• [Directions for this task]
Check each line below for "assert" and give the count of those that have it, nothing else.

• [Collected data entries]
# # # # #

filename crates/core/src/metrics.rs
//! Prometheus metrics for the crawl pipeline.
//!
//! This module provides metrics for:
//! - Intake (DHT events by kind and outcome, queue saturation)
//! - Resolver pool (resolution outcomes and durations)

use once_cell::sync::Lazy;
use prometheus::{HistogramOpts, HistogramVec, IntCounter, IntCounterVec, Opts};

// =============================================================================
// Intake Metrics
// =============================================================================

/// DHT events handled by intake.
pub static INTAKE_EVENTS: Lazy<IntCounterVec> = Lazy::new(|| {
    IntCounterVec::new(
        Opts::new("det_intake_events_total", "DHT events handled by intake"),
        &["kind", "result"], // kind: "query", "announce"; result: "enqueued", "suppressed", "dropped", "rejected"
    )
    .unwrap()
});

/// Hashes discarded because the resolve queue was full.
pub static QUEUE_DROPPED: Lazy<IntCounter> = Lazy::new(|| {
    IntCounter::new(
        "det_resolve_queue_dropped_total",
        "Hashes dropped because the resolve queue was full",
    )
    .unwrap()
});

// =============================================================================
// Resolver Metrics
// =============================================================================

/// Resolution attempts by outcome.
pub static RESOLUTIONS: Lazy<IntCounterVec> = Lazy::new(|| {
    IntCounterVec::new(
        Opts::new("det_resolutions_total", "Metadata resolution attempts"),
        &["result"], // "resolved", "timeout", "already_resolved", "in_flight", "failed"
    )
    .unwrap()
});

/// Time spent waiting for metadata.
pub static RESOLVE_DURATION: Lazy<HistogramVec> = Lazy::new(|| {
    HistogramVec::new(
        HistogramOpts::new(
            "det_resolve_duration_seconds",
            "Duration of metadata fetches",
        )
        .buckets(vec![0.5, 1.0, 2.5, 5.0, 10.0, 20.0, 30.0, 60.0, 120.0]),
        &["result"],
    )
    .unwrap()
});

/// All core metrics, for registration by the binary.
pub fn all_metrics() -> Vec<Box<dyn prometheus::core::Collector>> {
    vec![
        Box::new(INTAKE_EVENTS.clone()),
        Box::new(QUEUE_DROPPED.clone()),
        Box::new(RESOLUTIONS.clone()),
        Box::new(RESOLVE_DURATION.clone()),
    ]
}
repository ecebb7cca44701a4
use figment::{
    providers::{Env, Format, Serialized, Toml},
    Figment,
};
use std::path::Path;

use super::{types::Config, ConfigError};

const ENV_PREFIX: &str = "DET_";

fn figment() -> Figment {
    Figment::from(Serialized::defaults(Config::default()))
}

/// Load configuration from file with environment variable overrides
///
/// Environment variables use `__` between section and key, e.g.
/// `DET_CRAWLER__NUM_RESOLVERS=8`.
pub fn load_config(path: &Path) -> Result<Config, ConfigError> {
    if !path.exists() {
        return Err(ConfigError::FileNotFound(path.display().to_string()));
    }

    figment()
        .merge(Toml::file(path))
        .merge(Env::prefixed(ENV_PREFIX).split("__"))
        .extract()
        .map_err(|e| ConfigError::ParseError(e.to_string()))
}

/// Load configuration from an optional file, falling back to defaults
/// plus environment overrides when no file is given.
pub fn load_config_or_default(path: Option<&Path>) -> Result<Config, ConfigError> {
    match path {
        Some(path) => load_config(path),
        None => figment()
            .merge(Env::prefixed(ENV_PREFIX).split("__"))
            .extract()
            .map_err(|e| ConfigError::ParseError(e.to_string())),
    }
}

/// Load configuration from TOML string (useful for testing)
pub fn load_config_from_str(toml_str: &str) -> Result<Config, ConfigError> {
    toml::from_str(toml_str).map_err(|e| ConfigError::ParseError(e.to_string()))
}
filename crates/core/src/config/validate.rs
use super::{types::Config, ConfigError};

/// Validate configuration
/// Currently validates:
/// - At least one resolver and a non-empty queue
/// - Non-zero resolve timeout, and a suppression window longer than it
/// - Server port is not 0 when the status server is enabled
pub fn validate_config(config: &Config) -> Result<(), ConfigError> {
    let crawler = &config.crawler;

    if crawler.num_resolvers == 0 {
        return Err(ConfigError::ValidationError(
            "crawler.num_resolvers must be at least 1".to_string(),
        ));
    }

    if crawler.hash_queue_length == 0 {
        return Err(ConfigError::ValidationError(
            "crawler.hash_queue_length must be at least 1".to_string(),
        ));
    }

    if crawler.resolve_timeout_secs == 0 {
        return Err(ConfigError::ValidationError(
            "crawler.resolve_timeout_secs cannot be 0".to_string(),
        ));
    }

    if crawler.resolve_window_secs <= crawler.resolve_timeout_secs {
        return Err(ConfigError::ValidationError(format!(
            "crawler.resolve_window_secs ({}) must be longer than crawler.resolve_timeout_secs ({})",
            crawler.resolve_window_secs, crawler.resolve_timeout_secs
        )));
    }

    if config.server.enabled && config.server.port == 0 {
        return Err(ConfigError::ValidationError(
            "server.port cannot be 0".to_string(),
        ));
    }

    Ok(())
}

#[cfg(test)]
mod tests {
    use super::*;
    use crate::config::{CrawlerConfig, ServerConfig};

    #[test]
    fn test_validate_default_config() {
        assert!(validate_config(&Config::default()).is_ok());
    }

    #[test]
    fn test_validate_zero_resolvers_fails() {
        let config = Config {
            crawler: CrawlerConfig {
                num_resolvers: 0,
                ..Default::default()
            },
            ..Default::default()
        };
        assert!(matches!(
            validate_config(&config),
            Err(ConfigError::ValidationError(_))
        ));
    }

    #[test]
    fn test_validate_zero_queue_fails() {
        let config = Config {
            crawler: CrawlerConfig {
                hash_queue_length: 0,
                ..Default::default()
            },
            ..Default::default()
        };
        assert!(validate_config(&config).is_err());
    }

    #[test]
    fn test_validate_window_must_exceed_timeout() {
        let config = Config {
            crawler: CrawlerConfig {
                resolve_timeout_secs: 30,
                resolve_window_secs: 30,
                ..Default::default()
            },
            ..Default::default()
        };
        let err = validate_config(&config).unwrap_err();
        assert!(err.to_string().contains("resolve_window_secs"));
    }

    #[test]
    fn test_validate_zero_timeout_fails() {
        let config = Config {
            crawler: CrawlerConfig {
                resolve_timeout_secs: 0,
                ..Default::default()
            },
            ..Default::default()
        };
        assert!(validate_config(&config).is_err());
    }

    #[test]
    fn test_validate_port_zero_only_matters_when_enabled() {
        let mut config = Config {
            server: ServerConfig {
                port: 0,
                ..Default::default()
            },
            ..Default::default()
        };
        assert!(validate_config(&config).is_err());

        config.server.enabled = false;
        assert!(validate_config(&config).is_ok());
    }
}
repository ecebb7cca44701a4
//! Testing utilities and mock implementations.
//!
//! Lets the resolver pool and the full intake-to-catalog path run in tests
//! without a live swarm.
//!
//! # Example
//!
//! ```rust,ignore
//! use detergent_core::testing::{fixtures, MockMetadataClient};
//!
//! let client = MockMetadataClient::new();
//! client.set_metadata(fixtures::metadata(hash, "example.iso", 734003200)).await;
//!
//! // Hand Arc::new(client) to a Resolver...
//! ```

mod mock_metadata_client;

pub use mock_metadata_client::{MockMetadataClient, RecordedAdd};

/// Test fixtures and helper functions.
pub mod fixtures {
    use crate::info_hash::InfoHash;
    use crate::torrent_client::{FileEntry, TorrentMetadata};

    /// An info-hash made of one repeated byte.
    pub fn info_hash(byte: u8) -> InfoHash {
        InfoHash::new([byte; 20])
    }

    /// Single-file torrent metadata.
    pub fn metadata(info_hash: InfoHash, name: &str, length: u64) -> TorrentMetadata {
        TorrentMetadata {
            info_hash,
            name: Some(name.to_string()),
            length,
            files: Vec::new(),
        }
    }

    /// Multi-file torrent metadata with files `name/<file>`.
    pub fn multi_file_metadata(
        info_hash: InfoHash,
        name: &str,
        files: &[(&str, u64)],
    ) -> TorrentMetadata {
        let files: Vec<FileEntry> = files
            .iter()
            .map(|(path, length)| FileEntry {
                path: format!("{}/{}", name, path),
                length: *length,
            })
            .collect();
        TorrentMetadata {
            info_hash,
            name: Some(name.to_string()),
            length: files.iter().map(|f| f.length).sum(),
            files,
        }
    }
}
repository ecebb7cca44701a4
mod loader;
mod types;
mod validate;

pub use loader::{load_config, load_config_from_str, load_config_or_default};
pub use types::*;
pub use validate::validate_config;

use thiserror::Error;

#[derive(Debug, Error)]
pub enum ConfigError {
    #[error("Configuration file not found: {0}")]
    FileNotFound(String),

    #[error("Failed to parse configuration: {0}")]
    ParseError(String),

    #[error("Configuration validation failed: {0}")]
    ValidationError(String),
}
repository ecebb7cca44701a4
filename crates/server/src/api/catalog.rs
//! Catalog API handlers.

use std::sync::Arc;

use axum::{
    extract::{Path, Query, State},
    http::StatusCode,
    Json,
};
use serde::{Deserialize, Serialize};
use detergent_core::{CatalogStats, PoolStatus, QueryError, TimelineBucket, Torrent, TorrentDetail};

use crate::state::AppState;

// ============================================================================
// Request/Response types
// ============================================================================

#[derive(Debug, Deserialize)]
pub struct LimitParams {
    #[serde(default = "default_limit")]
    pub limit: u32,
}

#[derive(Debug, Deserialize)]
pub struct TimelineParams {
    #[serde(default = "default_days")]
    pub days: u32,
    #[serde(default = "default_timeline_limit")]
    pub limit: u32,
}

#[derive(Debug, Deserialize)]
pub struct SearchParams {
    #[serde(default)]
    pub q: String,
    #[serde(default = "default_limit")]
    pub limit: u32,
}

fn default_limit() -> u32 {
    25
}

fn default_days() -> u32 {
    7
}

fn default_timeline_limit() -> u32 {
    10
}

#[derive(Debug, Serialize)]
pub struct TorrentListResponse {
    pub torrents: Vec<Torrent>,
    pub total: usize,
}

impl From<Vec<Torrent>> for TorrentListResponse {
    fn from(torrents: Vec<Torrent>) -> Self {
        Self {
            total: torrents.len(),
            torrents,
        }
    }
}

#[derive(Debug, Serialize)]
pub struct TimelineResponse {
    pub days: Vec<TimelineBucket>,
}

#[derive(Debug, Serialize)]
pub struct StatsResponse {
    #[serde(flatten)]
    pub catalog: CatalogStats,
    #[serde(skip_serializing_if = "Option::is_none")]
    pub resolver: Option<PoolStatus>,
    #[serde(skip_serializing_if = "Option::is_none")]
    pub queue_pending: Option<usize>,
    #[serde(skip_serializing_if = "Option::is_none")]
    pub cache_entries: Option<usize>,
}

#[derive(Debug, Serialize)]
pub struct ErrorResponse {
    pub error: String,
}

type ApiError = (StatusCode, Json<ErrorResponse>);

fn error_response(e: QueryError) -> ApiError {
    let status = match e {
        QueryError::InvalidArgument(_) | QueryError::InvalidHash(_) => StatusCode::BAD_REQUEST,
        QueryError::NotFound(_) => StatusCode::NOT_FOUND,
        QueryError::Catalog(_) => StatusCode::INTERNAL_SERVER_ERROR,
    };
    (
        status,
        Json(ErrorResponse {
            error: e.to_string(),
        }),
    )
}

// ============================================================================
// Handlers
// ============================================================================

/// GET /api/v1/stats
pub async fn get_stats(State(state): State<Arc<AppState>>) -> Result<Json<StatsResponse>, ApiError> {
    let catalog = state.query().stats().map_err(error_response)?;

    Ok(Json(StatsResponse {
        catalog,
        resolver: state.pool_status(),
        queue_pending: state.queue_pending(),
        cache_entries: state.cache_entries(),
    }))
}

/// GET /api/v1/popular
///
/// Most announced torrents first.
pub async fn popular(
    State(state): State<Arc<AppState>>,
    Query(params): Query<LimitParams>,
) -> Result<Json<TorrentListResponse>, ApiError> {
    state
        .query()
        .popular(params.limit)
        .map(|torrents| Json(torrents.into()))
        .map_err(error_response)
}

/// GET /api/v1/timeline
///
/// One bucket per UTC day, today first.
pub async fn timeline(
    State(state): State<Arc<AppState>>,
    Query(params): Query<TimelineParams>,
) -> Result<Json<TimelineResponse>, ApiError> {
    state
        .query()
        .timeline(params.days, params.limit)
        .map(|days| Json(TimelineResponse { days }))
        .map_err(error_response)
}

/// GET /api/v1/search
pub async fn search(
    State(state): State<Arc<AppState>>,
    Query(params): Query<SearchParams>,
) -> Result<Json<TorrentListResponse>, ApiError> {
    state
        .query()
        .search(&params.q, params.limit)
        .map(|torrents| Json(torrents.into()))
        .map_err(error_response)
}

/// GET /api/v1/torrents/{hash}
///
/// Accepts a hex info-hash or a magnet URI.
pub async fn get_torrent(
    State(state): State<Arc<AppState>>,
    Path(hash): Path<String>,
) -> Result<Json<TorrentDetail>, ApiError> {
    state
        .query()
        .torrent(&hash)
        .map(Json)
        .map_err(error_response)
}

# # # # #

• [Written solution]
7